*** Opening LISTED ENTRIES ***

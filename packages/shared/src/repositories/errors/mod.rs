pub mod invite_repository_errors;
pub mod session_repository_errors;
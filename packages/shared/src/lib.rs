pub mod clock;
pub mod config;
pub mod fanout;
pub mod models;
pub mod repositories;
pub mod services;
pub mod watcher;
#[derive(Debug)]
pub enum SessionRepositoryError {
    /// The invite being resolved was no longer pending.
    InviteNotPending,
    /// The session row no longer had the status (or participant count) the write was keyed on.
    StatusChanged,
    /// The host already holds a claim on another open session.
    HostBusy(String),
    Serialization(String),
    DynamoDb(String),
}

impl std::fmt::Display for SessionRepositoryError {
    fn fmt(&self, f: &mut std::fmt::Formatter<'_>) -> std::fmt::Result {
        match self {
            SessionRepositoryError::InviteNotPending => write!(f, "Invite is no longer pending"),
            SessionRepositoryError::StatusChanged => {
                write!(f, "Session changed before the update was applied")
            }
            SessionRepositoryError::HostBusy(host_id) => {
                write!(f, "Host {} is already in an open session", host_id)
            }
            SessionRepositoryError::Serialization(msg) => {
                write!(f, "Serialization error: {}", msg)
            }
            SessionRepositoryError::DynamoDb(msg) => write!(f, "DynamoDB error: {}", msg),
        }
    }
}

impl std::error::Error for SessionRepositoryError {}
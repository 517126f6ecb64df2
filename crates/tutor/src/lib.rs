//! Language tutor: a small state machine that drives lessons through
//! JSON round trips with the model.

pub mod blueprint;
pub mod machine;
pub mod messages;
pub mod progress;
pub mod replies;
pub mod stats;

use providers::{LlmError, OllamaClient};
use serde_json::Value;

pub use machine::{Tutor, TutorEvent, TutorState};

pub const TUTOR_SYSTEM_PROMPT: &str = "You are an AI language tutor state machine. You will receive a JSON object describing the current context and user input. Your task is to analyze this input and return a JSON object in the specified 'desired_output_format'. Do NOT add any explanatory text outside the JSON response.";

/// Sampling temperature for every tutor call
pub const TUTOR_TEMPERATURE: f64 = 0.5;

/// Failures of a single tutor round trip
#[derive(Debug, thiserror::Error)]
pub enum TutorError {
    /// Network, HTTP status or timeout
    #[error(transparent)]
    Llm(LlmError),

    /// The model's payload was not usable JSON
    #[error("tutor reply is not valid JSON: {0}")]
    Parse(String),

    /// Valid JSON, wrong shape (missing keys, wrong schema version)
    #[error("tutor reply is missing required data: {0}")]
    Shape(String),
}

impl From<LlmError> for TutorError {
    fn from(e: LlmError) -> Self {
        match e {
            LlmError::Decode(msg) => TutorError::Parse(msg),
            LlmError::MissingPayload => TutorError::Shape(e.to_string()),
            other => TutorError::Llm(other),
        }
    }
}

/// The model behind the tutor. One blueprint in, one JSON object out.
///
/// Note: Uses async_trait for object safety
#[async_trait::async_trait]
pub trait TutorModel: Send + Sync {
    async fn ask(&self, blueprint: &Value) -> Result<Value, TutorError>;
}

#[async_trait::async_trait]
impl TutorModel for OllamaClient {
    async fn ask(&self, blueprint: &Value) -> Result<Value, TutorError> {
        let prompt = render_user_prompt(blueprint);
        let reply = self
            .generate_json(TUTOR_SYSTEM_PROMPT, &prompt, TUTOR_TEMPERATURE)
            .await?;
        Ok(reply)
    }
}

/// Wrap a blueprint in the user prompt sent alongside [`TUTOR_SYSTEM_PROMPT`].
pub fn render_user_prompt(blueprint: &Value) -> String {
    let pretty = serde_json::to_string_pretty(blueprint).unwrap_or_else(|_| blueprint.to_string());
    format!(
        "Current task and state:\n```json\n{}\n```\nPlease provide your response strictly in the 'desired_output_format' JSON structure.",
        pretty
    )
}
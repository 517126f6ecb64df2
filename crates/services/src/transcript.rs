//! Append-only chat transcript, persisted after every message.

use anyhow::{Context, Result};
use shared::transcript::{ChatMessage, MessageKind};
use std::fs;
use std::path::{Path, PathBuf};
use std::sync::Arc;
use tracing::{info, warn};

use crate::store::BlobStore;

pub const CHAT_HISTORY_BLOB: &str = "chat_history";

/// How many earlier messages go into a plain-chat prompt
pub const MAX_HISTORY_FOR_PROMPT: usize = 6;

/// Where [`TranscriptStore::load`] found the history
#[derive(Debug, Clone, PartialEq, Eq)]
pub enum LoadSource {
    ImportFile(PathBuf),
    Stored,
    Empty,
}

pub struct TranscriptStore {
    store: Arc<dyn BlobStore>,
    messages: Vec<ChatMessage>,
}

impl TranscriptStore {
    pub fn new(store: Arc<dyn BlobStore>) -> Self {
        Self {
            store,
            messages: Vec::new(),
        }
    }

    /// Replace the in-memory transcript with the best available source.
    ///
    /// A non-empty import file wins and is copied into the primary store.
    /// Otherwise the stored blob is used; an unreadable blob is dropped.
    pub fn load(&mut self, import: Option<&Path>) -> LoadSource {
        if let Some(path) = import {
            if let Some(messages) = read_import(path) {
                self.messages = messages;
                if let Err(e) = self.persist() {
                    warn!("Could not mirror imported history: {:#}", e);
                }
                return LoadSource::ImportFile(path.to_path_buf());
            }
        }

        self.messages.clear();
        let raw = match self.store.load(CHAT_HISTORY_BLOB) {
            Ok(Some(raw)) => raw,
            Ok(None) => return LoadSource::Empty,
            Err(e) => {
                warn!("Could not read chat history: {:#}", e);
                return LoadSource::Empty;
            }
        };

        match serde_json::from_str::<Vec<ChatMessage>>(&raw) {
            Ok(messages) if !messages.is_empty() => {
                self.messages = messages;
                LoadSource::Stored
            }
            Ok(_) => LoadSource::Empty,
            Err(e) => {
                warn!("Stored chat history is corrupt, clearing it: {}", e);
                if let Err(e) = self.store.remove(CHAT_HISTORY_BLOB) {
                    warn!("Could not remove corrupt chat history: {:#}", e);
                }
                LoadSource::Empty
            }
        }
    }

    pub fn messages(&self) -> &[ChatMessage] {
        &self.messages
    }

    pub fn is_empty(&self) -> bool {
        self.messages.is_empty()
    }

    /// Record a finished message. It stays in memory even if the write fails.
    pub fn append(&mut self, message: ChatMessage) -> Result<()> {
        self.messages.push(message);
        self.persist()
    }

    pub fn clear(&mut self) -> Result<()> {
        self.messages.clear();
        self.store
            .remove(CHAT_HISTORY_BLOB)
            .context("Failed to clear chat history")
    }

    /// The last `limit` messages as "User: ..." / "AI: ..." lines.
    pub fn recent_for_prompt(&self, limit: usize) -> String {
        let start = self.messages.len().saturating_sub(limit);

        self.messages[start..]
            .iter()
            .map(|m| {
                let label = if m.kind == MessageKind::User { "User" } else { "AI" };
                let text = if m.kind == MessageKind::User && m.has_image && m.text.trim().is_empty() {
                    "[Image]"
                } else {
                    m.text.as_str()
                };
                format!("{}: {}", label, text)
            })
            .collect::<Vec<_>>()
            .join("\n")
    }

    fn persist(&self) -> Result<()> {
        let json = serde_json::to_string_pretty(&self.messages)?;
        self.store
            .save(CHAT_HISTORY_BLOB, &json)
            .context("Failed to save chat history")
    }
}

fn read_import(path: &Path) -> Option<Vec<ChatMessage>> {
    let raw = match fs::read_to_string(path) {
        Ok(raw) => raw,
        Err(e) => {
            info!("No history import at {:?}: {}", path, e);
            return None;
        }
    };
    match serde_json::from_str::<Vec<ChatMessage>>(&raw) {
        Ok(messages) if !messages.is_empty() => Some(messages),
        Ok(_) => {
            info!("History import {:?} is empty", path);
            None
        }
        Err(e) => {
            warn!("History import {:?} is not a valid message list: {}", path, e);
            None
        }
    }
}

/// Assemble the plain-chat prompt: system text, recent history, then the
/// current user line and an open "AI:" turn.
pub fn build_chat_prompt(system: &str, history: &str, input: &str, has_image: bool) -> String {
    let mut prompt = format!("{}\n\n", system);
    if !history.is_empty() {
        prompt.push_str(&format!("Previous conversation:\n{}\n\n", history));
    }
    prompt.push_str("User: ");
    if has_image {
        prompt.push_str("[Image Provided] ");
    }
    prompt.push_str(input);
    prompt.push_str("\nAI:");
    prompt
}
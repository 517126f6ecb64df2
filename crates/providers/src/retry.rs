use std::future::Future;
use std::time::Duration;
use tracing::warn;

use crate::error::LlmError;

/// Capped exponential backoff for generation requests.
#[derive(Debug, Clone, PartialEq, Eq)]
pub struct RetryPolicy {
    /// Extra attempts after the first one
    pub max_retries: u32,
    pub initial_backoff: Duration,
    pub max_backoff: Duration,
}

impl Default for RetryPolicy {
    fn default() -> Self {
        Self {
            max_retries: 2,
            initial_backoff: Duration::from_millis(500),
            max_backoff: Duration::from_secs(4),
        }
    }
}

impl RetryPolicy {
    pub fn none() -> Self {
        Self {
            max_retries: 0,
            ..Self::default()
        }
    }

    pub fn with_max_retries(max_retries: u32) -> Self {
        Self {
            max_retries,
            ..Self::default()
        }
    }

    /// Delay before retry number `attempt` (0-based): initial * 2^attempt, capped.
    pub fn backoff_for(&self, attempt: u32) -> Duration {
        let factor = 2u32.saturating_pow(attempt);
        self.initial_backoff
            .saturating_mul(factor)
            .min(self.max_backoff)
    }

    /// Whether a failure on `attempt` (0-based) should be followed by another try.
    pub fn should_retry(&self, error: &LlmError, attempt: u32) -> bool {
        error.is_retryable() && attempt < self.max_retries
    }

    /// Run `op` until it succeeds, fails permanently, or the retry budget is spent.
    pub async fn run<T, F, Fut>(&self, label: &str, mut op: F) -> Result<T, LlmError>
    where
        F: FnMut(u32) -> Fut,
        Fut: Future<Output = Result<T, LlmError>>,
    {
        let mut attempt = 0;
        loop {
            match op(attempt).await {
                Ok(value) => return Ok(value),
                Err(e) if self.should_retry(&e, attempt) => {
                    let delay = self.backoff_for(attempt);
                    warn!(
                        "{} failed (attempt {}): {}; retrying in {:?}",
                        label,
                        attempt + 1,
                        e,
                        delay
                    );
                    tokio::time::sleep(delay).await;
                    attempt += 1;
                }
                Err(e) => return Err(e),
            }
        }
    }
}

*** Closing LISTED ENTRIES ***

▶ **WORK INSTRUCTION**:
Scan the data above for the string "warn". Copy every line in which it appears.

▶ **EXPECTED ANSWER**:
use tracing::{info, warn};
                    warn!("Could not mirror imported history: {:#}", e);
                warn!("Could not read chat history: {:#}", e);
                warn!("Stored chat history is corrupt, clearing it: {}", e);
                    warn!("Could not remove corrupt chat history: {:#}", e);
            warn!("History import {:?} is not a valid message list: {}", path, e);
use tracing::warn;
                    warn!(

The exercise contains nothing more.